Hernandez was shot and killed on May 20 while herding his family's goats near his home. The Marines who stalked and killed Hernandez claim Hernandez was about to fire on them a third time when they fired in self-defense. Residents of Redford believe Hernandez, who carried an antique .22 caliber rifle to ward off wild animals and for target practice, never knew he was shooting at the well-camouflaged Marines. U.S. civilians have unknowingly fired at and wounded military anti-drug personnel in other incidents, but the soldiers realized they were attacked unintentionally and did not return fire, which they are legally allowed to do. (For more background information, see "18-Year-Old Texan, Herding Goats, Killed by U.S. Marine Corps Anti-Drug Patrol ... ," NewsBriefs, July 1997.)
A state grand jury investigated the incident, and the U.S. Justice Department hired civilian lawyers to represent the four Marines, including Cpl. Clemente Banuelos, the leader of the patrol, who fired the fatal shot. In a letter sent to Presidio County District Attorney Albert Valadez, who conducted the grand jury, members of RCCJ said they hoped Banuelos would not be made a scapegoat for larger policy failures. "This community has been grievously wounded by the actions of Cpl. Banuelos and his team," the letter said. "Nevertheless, the community feels that there are others in the chain of command ... who should be sought out and made to admit responsibility for the sorry desecration of traditional American values."
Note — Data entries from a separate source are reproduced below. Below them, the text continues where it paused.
use crate::data_type::DataType;
use crate::error::Result;
use crate::window::{BufferLayout, IoOptions, Window};
use crate::RawDataset;

pub trait Raster {
    fn bands(&self) -> usize;
    fn width(&self) -> usize;
    fn height(&self) -> usize;
    fn sample(&mut self, band: usize, x: usize, y: usize) -> Result<Option<f64>>;
}

impl Raster for RawDataset {
    fn bands(&self) -> usize {
        self.n_bands()
    }

    fn width(&self) -> usize {
        RawDataset::width(self)
    }

    fn height(&self) -> usize {
        RawDataset::height(self)
    }

    fn sample(&mut self, band: usize, x: usize, y: usize) -> Result<Option<f64>> {
        if x >= RawDataset::width(self) || y >= RawDataset::height(self) {
            return Ok(None);
        }
        let Some(band) = self.band_mut(band) else {
            return Ok(None);
        };
        let mut value = [0u8; 8];
        band.read_window(
            Window::new(x, y, 1, 1),
            &mut value,
            BufferLayout::packed(1, 1, DataType::F64),
            &IoOptions::default(),
            None,
        )?;
        Ok(Some(f64::from_ne_bytes(value)))
    }
}

#[cfg(test)]
mod tests {
    use super::*;
    use crate::band::{Access, BandLayout, RawBand};
    use crate::data_type::ByteOrder;
    use crate::file::MemoryFile;
    use std::sync::Arc;

    #[test]
    fn test_sample() {
        let data: Vec<u8> = (0..100).map(|v| v as u8).collect();
        let file = Arc::new(MemoryFile::with_data(data));
        let layout = BandLayout {
            img_offset: 0,
            pixel_stride: 1,
            line_stride: 10,
            data_type: DataType::U8,
            byte_order: ByteOrder::native(),
        };
        let band = RawBand::new(file, layout, 10, 10, Access::ReadOnly).unwrap();
        let mut dataset = RawDataset::new(vec![band]).unwrap();

        assert_eq!(dataset.bands(), 1);
        assert_eq!(dataset.sample(0, 3, 4).unwrap(), Some(43.0));
        assert_eq!(dataset.sample(0, 10, 0).unwrap(), None);
        assert_eq!(dataset.sample(1, 0, 0).unwrap(), None);
    }
}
On August 14, a Presidio County grand jury decided not to bring criminal charges against Banuelos in the shooting of Hernandez. "The grand jury believes that Corporal Banuelos was acting reasonably in defense of a third person when he fired the fatal shot," said Valadez. Banuelos maintains that he shot Hernandez to protect his comrade, Corporal James M. Blood, 22. After giving his testimony, Corporal Blood said, "[Banuelos] saved my life. I don't think he should be charged." The three Marines who were on the patrol with Banuelos during the shooting incident testified under immunity from prosecution at the grand jury hearing (Associated Press, "3 Marines get immunity in border shooting case," Houston Chronicle, August 13, 1997, p. 30A; David Mclemore, "Marine avoids indictment," Dallas Morning News, August 15, 1997; Thaddeus Herrick, "Marine is cleared in border shooting," Houston Chronicle, August 15, 1997, p. 1A; Sam Howe Verhovek, "No Charges Against Marine in Border Killing," New York Times, August 15, 1997, p. A14).
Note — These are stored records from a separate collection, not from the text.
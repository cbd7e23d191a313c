use lru::LruCache;

pub(crate) struct CachedBlock {
    pub data: Vec<u8>,
    pub dirty: bool,
}

/// LRU of decoded scanlines for one band, bounded by a byte budget.
///
/// Evicted dirty blocks are handed back to the caller so they can be
/// written through before the data is dropped.
pub(crate) struct BlockCache {
    entries: LruCache<usize, CachedBlock>,
    current_bytes: usize,
    capacity_bytes: usize,
}

impl BlockCache {
    pub fn new(capacity_bytes: usize) -> Self {
        Self {
            entries: LruCache::unbounded(),
            current_bytes: 0,
            capacity_bytes: capacity_bytes.max(1),
        }
    }

    pub fn contains(&self, row: usize) -> bool {
        self.entries.contains(&row)
    }

    pub fn get(&mut self, row: usize) -> Option<&CachedBlock> {
        self.entries.get(&row)
    }

    pub fn get_mut(&mut self, row: usize) -> Option<&mut CachedBlock> {
        self.entries.get_mut(&row)
    }

    /// Inserts a block, evicting least-recently-used entries past the byte
    /// budget. Returns evicted rows that still held unflushed writes.
    pub fn insert(&mut self, row: usize, data: Vec<u8>, dirty: bool) -> Vec<(usize, Vec<u8>)> {
        let size = data.len();
        if let Some(old) = self.entries.pop(&row) {
            self.current_bytes = self.current_bytes.saturating_sub(old.data.len());
        }

        let mut spilled = Vec::new();
        while !self.entries.is_empty() && self.current_bytes + size > self.capacity_bytes {
            if let Some((old_row, old)) = self.entries.pop_lru() {
                self.current_bytes = self.current_bytes.saturating_sub(old.data.len());
                if old.dirty {
                    spilled.push((old_row, old.data));
                }
            } else {
                break;
            }
        }

        self.current_bytes = self.current_bytes.saturating_add(size);
        self.entries.put(row, CachedBlock { data, dirty });
        spilled
    }

    /// Rows with unflushed writes, in ascending order.
    pub fn dirty_rows(&self) -> Vec<usize> {
        let mut rows: Vec<usize> = self
            .entries
            .iter()
            .filter(|(_, b)| b.dirty)
            .map(|(row, _)| *row)
            .collect();
        rows.sort_unstable();
        rows
    }

    pub fn mark_clean(&mut self, row: usize) {
        if let Some(block) = self.entries.get_mut(&row) {
            block.dirty = false;
        }
    }

    /// Number of rows from `[first, first + count)` currently cached.
    pub fn loaded_count(&self, first: usize, count: usize) -> usize {
        (first..first + count)
            .filter(|row| self.entries.contains(row))
            .count()
    }
}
Valadez said the grand jury believed that Hernandez fired first and had raised his gun at the moment he was shot, but did not conclude that he shot at the Marines intentionally. "The grand jury also believed Cpl. Banuelos and the other Marines were following the rules of engagement while following [Hernandez]," said Valadez. Banuelos' lawyer, Jack Zimmerman, said that in the eyes of the Marines, Hernandez fit the profile of a drug trafficker.
Family and friends of Hernandez objected to the fact that the grand jury included a former Border Patrol agent, the Border Patrol assistant chief in Marfa, and two customs inspectors. "This would appear to be such a blatant conflict of interest it's unimaginable," said Father Mel La Follette. La Follette said Redford Citizens Committee for Justice would push for a new state grand jury to consider the evidence, and a Federal grand jury to consider possible civil rights violations.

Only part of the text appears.